■ **Activity**: Which lines in the records below hold the word "that"? Copy each of them.

■ **Available records**:

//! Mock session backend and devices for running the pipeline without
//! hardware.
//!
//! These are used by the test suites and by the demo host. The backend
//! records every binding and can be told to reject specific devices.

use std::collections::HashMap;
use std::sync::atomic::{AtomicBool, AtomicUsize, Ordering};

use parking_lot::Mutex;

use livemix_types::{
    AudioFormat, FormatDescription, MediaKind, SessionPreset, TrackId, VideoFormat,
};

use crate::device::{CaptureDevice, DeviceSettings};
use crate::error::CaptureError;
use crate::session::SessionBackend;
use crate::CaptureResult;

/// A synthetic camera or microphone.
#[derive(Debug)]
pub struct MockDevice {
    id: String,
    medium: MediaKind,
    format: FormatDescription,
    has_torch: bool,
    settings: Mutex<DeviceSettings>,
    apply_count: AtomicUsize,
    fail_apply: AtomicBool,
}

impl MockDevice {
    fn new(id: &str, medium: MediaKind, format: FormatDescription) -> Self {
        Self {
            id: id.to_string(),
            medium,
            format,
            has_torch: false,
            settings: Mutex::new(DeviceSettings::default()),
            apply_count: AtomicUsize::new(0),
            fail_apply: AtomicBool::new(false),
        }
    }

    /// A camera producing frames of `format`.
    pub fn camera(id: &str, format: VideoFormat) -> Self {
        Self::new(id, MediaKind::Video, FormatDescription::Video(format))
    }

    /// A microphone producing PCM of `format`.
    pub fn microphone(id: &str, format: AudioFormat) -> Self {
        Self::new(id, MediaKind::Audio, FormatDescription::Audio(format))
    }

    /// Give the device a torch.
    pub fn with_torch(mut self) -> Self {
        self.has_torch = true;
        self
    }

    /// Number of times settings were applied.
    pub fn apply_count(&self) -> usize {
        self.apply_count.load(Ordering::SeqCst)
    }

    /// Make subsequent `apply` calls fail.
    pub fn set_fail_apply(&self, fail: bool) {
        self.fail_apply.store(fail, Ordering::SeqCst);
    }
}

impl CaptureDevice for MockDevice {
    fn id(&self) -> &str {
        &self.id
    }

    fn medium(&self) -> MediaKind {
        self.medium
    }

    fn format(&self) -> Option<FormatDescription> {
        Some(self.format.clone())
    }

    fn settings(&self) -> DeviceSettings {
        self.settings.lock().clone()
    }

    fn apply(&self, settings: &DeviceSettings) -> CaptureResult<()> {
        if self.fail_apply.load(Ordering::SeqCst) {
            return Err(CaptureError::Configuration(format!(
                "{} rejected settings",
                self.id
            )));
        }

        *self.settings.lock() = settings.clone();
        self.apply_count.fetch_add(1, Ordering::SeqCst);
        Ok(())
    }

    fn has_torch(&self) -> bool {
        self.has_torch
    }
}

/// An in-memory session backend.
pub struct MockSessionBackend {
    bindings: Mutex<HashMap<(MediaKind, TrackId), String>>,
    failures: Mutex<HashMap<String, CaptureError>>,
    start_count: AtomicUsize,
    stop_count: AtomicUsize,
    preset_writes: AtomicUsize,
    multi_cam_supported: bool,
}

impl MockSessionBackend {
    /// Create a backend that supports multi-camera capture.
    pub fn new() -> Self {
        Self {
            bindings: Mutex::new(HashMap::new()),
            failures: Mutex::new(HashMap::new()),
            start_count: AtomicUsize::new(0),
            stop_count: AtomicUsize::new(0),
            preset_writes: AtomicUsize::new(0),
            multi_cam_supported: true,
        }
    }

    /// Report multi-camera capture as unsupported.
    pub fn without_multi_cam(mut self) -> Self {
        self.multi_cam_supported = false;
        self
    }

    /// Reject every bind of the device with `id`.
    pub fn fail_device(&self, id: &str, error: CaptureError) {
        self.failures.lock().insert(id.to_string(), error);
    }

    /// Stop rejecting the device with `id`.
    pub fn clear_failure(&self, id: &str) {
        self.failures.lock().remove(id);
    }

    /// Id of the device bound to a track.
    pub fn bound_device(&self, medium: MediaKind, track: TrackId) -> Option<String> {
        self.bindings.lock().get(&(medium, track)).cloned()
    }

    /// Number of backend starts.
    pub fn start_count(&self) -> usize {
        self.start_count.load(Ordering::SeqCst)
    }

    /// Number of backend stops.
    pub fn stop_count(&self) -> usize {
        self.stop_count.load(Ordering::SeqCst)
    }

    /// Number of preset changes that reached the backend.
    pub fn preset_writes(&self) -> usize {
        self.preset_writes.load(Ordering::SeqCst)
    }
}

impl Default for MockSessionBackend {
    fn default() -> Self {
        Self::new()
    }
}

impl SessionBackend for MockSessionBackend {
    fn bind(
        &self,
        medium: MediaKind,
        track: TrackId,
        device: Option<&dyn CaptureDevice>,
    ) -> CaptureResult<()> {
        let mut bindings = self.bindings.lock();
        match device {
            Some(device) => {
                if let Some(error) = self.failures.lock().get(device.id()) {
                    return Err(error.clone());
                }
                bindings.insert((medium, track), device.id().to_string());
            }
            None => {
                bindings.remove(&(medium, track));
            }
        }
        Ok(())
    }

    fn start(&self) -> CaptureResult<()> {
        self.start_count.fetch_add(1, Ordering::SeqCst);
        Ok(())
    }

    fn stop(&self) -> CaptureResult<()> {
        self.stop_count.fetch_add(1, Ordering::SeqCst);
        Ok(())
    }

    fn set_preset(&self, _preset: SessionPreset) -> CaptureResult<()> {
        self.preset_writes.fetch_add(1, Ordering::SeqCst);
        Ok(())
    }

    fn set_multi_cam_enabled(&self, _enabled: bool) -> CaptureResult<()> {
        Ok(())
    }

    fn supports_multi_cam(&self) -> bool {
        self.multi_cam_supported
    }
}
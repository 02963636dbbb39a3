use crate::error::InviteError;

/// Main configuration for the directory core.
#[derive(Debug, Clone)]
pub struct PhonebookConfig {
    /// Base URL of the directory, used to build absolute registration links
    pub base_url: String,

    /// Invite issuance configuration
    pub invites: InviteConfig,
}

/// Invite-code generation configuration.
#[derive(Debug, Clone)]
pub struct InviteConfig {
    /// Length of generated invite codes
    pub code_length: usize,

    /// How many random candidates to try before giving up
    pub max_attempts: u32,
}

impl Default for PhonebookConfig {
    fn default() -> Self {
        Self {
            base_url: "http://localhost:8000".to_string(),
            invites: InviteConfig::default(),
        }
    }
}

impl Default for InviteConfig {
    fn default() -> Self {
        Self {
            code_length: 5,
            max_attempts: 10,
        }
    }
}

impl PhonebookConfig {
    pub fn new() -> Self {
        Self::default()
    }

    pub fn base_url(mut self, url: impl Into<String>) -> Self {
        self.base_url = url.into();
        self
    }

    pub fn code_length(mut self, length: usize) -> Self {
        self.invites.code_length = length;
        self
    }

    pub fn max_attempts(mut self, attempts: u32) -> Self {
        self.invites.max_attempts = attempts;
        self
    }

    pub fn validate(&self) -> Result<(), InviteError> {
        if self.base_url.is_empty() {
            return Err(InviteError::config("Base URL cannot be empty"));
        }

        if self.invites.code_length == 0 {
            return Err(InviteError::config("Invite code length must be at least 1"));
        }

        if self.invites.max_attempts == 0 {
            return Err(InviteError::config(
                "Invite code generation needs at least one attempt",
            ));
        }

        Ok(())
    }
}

■ **Answer to the exercise**:
    /// Create a backend that supports multi-camera capture.
    /// Number of preset changes that reached the backend.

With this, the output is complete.